Nicht auf das Unkraut vergessen! Weiter bekämpfen, solange es wuchert. Auch Schneckenkorn sollte noch bröselweise verteilt werden, vor allem an „strategischen“ Punkten wie dem saftig-gemütlichen Komposthaufen.
Wühlmäuse, oh Schreck. Sie plündern Karotten- und Endivien-Beete ... das muss man sich nicht gefallen lassen, auch wenn es ins Mörderische geht.
Ist das Wetter trocken und sind alle Endivienköpfe reif, binde man sie zusammen, damit die inneren Blätter schön hell bleiben.

GESUNDE KNOLLEN
Anfang Oktober kann noch Spinat angebaut und Wintersalat gepflanzt werden.
Wird es richtig kalt, werden all die gesunden Wurzel- und Knollengemüsesorten eingelagert, die uns mit ihrer Vitalkraft über den Winter helfen: Sellerie, Rote Beete/Rüben (lagerfähig, wenn die Blätter zu welken beginnen), späte Karottensorten sowie das Kohlgemüse Wirsing, Grünkohl und Rosenkohl. Vieles lässt sich auch gut einfrieren.
Sind keine abfallenden Blätter benachbarter Bäume mehr zu erwarten und ist alles Laub entfernt, düngen und umstechen.

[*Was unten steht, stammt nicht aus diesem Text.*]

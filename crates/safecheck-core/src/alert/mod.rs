//! Alerts: actionable incidents derived from a check-in.
//!
//! - [`AlertType`] / [`Priority`] and the priority rule table
//! - [`AlertStatus`] and its transitions
//! - [`AlertEngine`]: raising alerts and handing them to the dispatcher

mod engine;

pub use engine::{AlertEngine, RaiseContext, RaisedAlert};

use chrono::{DateTime, Utc};
use serde::{Deserialize, Serialize};

use crate::checkin::MAX_SNOOZES;
use crate::error::ValidationError;

/// Who a moderator hands an incident to.
#[derive(Debug, Clone, Copy, PartialEq, Eq, Hash, Serialize, Deserialize)]
#[serde(rename_all = "snake_case")]
pub enum EscalationTarget {
    Police,
    Family,
    Admin,
}

impl EscalationTarget {
    pub fn as_str(self) -> &'static str {
        match self {
            EscalationTarget::Police => "police",
            EscalationTarget::Family => "family",
            EscalationTarget::Admin => "admin",
        }
    }

    pub fn parse(s: &str) -> Result<Self, ValidationError> {
        match s {
            "police" => Ok(EscalationTarget::Police),
            "family" => Ok(EscalationTarget::Family),
            "admin" => Ok(EscalationTarget::Admin),
            other => Err(ValidationError::InvalidValue {
                field: "escalation_target",
                value: other.to_string(),
            }),
        }
    }
}

/// Why a moderator raised a manual alert.
#[derive(Debug, Clone, Copy, PartialEq, Eq, Hash, Serialize, Deserialize)]
#[serde(tag = "reason", content = "target", rename_all = "snake_case")]
pub enum ManualReason {
    /// Call outcome indicated danger (not safe, or not attended).
    CallOutcome,
    /// Explicit hand-off to an outside party.
    Escalation(EscalationTarget),
}

#[derive(Debug, Clone, Copy, PartialEq, Eq, Hash, Serialize, Deserialize)]
#[serde(tag = "type", rename_all = "snake_case")]
pub enum AlertType {
    DangerPin,
    NoResponseAfterSnooze,
    CallFailed,
    Manual { reason: ManualReason },
}

impl AlertType {
    /// Column value for `alert_type`.
    pub fn kind_str(self) -> &'static str {
        match self {
            AlertType::DangerPin => "danger_pin",
            AlertType::NoResponseAfterSnooze => "no_response_after_snooze",
            AlertType::CallFailed => "call_failed",
            AlertType::Manual { .. } => "manual",
        }
    }

    /// Column value for `escalation_target` (manual escalations only).
    pub fn target_str(self) -> Option<&'static str> {
        match self {
            AlertType::Manual {
                reason: ManualReason::Escalation(target),
            } => Some(target.as_str()),
            _ => None,
        }
    }

    /// Rebuild from the two stored columns.
    pub fn from_columns(kind: &str, target: Option<&str>) -> Result<Self, ValidationError> {
        match kind {
            "danger_pin" => Ok(AlertType::DangerPin),
            "no_response_after_snooze" => Ok(AlertType::NoResponseAfterSnooze),
            "call_failed" => Ok(AlertType::CallFailed),
            "manual" => {
                let reason = match target {
                    Some(t) => ManualReason::Escalation(EscalationTarget::parse(t)?),
                    None => ManualReason::CallOutcome,
                };
                Ok(AlertType::Manual { reason })
            }
            other => Err(ValidationError::InvalidValue {
                field: "alert_type",
                value: other.to_string(),
            }),
        }
    }
}

#[derive(Debug, Clone, Copy, PartialEq, Eq, PartialOrd, Ord, Hash, Serialize, Deserialize)]
#[serde(rename_all = "lowercase")]
pub enum Priority {
    Low,
    Medium,
    High,
    Critical,
}

impl Priority {
    pub fn as_str(self) -> &'static str {
        match self {
            Priority::Low => "low",
            Priority::Medium => "medium",
            Priority::High => "high",
            Priority::Critical => "critical",
        }
    }

    pub fn parse(s: &str) -> Result<Self, ValidationError> {
        match s {
            "low" => Ok(Priority::Low),
            "medium" => Ok(Priority::Medium),
            "high" => Ok(Priority::High),
            "critical" => Ok(Priority::Critical),
            other => Err(ValidationError::InvalidValue {
                field: "priority",
                value: other.to_string(),
            }),
        }
    }
}

/// Priority rule table.
///
/// Depends only on the alert type and the check-in's snooze count.
pub fn priority_for(alert_type: AlertType, snooze_count: u8) -> Priority {
    let exhausted = snooze_count >= MAX_SNOOZES;
    match alert_type {
        AlertType::DangerPin => Priority::Critical,
        AlertType::Manual {
            reason: ManualReason::Escalation(EscalationTarget::Police),
        } => Priority::Critical,
        AlertType::Manual { .. } => Priority::High,
        AlertType::NoResponseAfterSnooze | AlertType::CallFailed if exhausted => Priority::High,
        AlertType::NoResponseAfterSnooze | AlertType::CallFailed => Priority::Medium,
    }
}

#[derive(Debug, Clone, Copy, PartialEq, Eq, Hash, Serialize, Deserialize)]
#[serde(rename_all = "snake_case")]
pub enum AlertStatus {
    Pending,
    Acknowledged,
    InProgress,
    Resolved,
    FalseAlarm,
}

impl AlertStatus {
    pub const OPEN: [AlertStatus; 3] = [
        AlertStatus::Pending,
        AlertStatus::Acknowledged,
        AlertStatus::InProgress,
    ];

    pub fn as_str(self) -> &'static str {
        match self {
            AlertStatus::Pending => "pending",
            AlertStatus::Acknowledged => "acknowledged",
            AlertStatus::InProgress => "in_progress",
            AlertStatus::Resolved => "resolved",
            AlertStatus::FalseAlarm => "false_alarm",
        }
    }

    pub fn parse(s: &str) -> Result<Self, ValidationError> {
        match s {
            "pending" => Ok(AlertStatus::Pending),
            "acknowledged" => Ok(AlertStatus::Acknowledged),
            "in_progress" => Ok(AlertStatus::InProgress),
            "resolved" => Ok(AlertStatus::Resolved),
            "false_alarm" => Ok(AlertStatus::FalseAlarm),
            other => Err(ValidationError::InvalidValue {
                field: "alert_status",
                value: other.to_string(),
            }),
        }
    }

    pub fn is_terminal(self) -> bool {
        matches!(self, AlertStatus::Resolved | AlertStatus::FalseAlarm)
    }

    /// Statuses an alert may move to `self` from.
    pub fn allowed_from(self) -> &'static [AlertStatus] {
        use AlertStatus::*;
        match self {
            Pending => &[],
            Acknowledged => &[Pending],
            InProgress => &[Pending, Acknowledged],
            Resolved | FalseAlarm => &[Pending, Acknowledged, InProgress],
        }
    }
}

impl std::fmt::Display for AlertStatus {
    fn fmt(&self, f: &mut std::fmt::Formatter<'_>) -> std::fmt::Result {
        f.write_str(self.as_str())
    }
}

#[derive(Debug, Clone, PartialEq, Serialize, Deserialize)]
pub struct Alert {
    pub id: i64,
    pub checkin_id: i64,
    pub user_id: i64,
    pub org_id: i64,
    pub alert_type: AlertType,
    pub priority: Priority,
    pub status: AlertStatus,
    pub created_at: DateTime<Utc>,
    pub resolved_at: Option<DateTime<Utc>>,
    pub resolved_by: Option<i64>,
    pub resolution_notes: Option<String>,
}

/// Fields for inserting a new alert.
#[derive(Debug, Clone)]
pub struct NewAlert {
    pub checkin_id: i64,
    pub user_id: i64,
    pub org_id: i64,
    pub alert_type: AlertType,
    pub priority: Priority,
    pub status: AlertStatus,
    pub created_at: DateTime<Utc>,
}

/// Dashboard ordering: critical first, then newest first.
pub fn sort_for_dashboard(alerts: &mut [Alert]) {
    alerts.sort_by(|a, b| {
        b.priority
            .cmp(&a.priority)
            .then_with(|| b.created_at.cmp(&a.created_at))
            .then_with(|| b.id.cmp(&a.id))
    });
}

NADELBÄUME & BLUMENZWIEBEL
Frühjahrs-Blütenstauden und Nadelhölzer pflanzen. Spätestens wenn auch die letzten Mehrjahresblumen verblüht sind, wird im Ziergarten aufgeräumt. Blumenzwiebeln einlegen – Narzissen, Tulpen, Hyazinthen, Krokus. Stiefmütterchen, Garten-Gänseblümchen, Vergissmeinnicht pflanzen. Es ist auch Zeit für die Pflanzung neuer Blütenstauden. Oder man vermehrt alte Stauden durch Stockteilung: Stauden aus dem Boden heben, mit Spaten und Messer Teilstücke von der Mutterpflanze abtrennen, so dass jedes Teil aus Wurzel mit Spross besteht. Diese Teile in ein vorbereitetes Beet pflanzen.

UND NICHT AUFGEBEN
Der Rasen ist noch zu pflegen, zu mähen, zu gießen, nochmal zu düngen. In klimatisch relativ milden Zonen kann bis Anfang Ok­tober auch noch Grassamen angebaut werden.
Kübelpflanzen vor Frost schützen, mit Luftblasenfolie, Jute oder Gartenvlies umwickeln und diese Hülle mit rustikalen Kordeln oder schmucken Bändern dekorativ festbinden.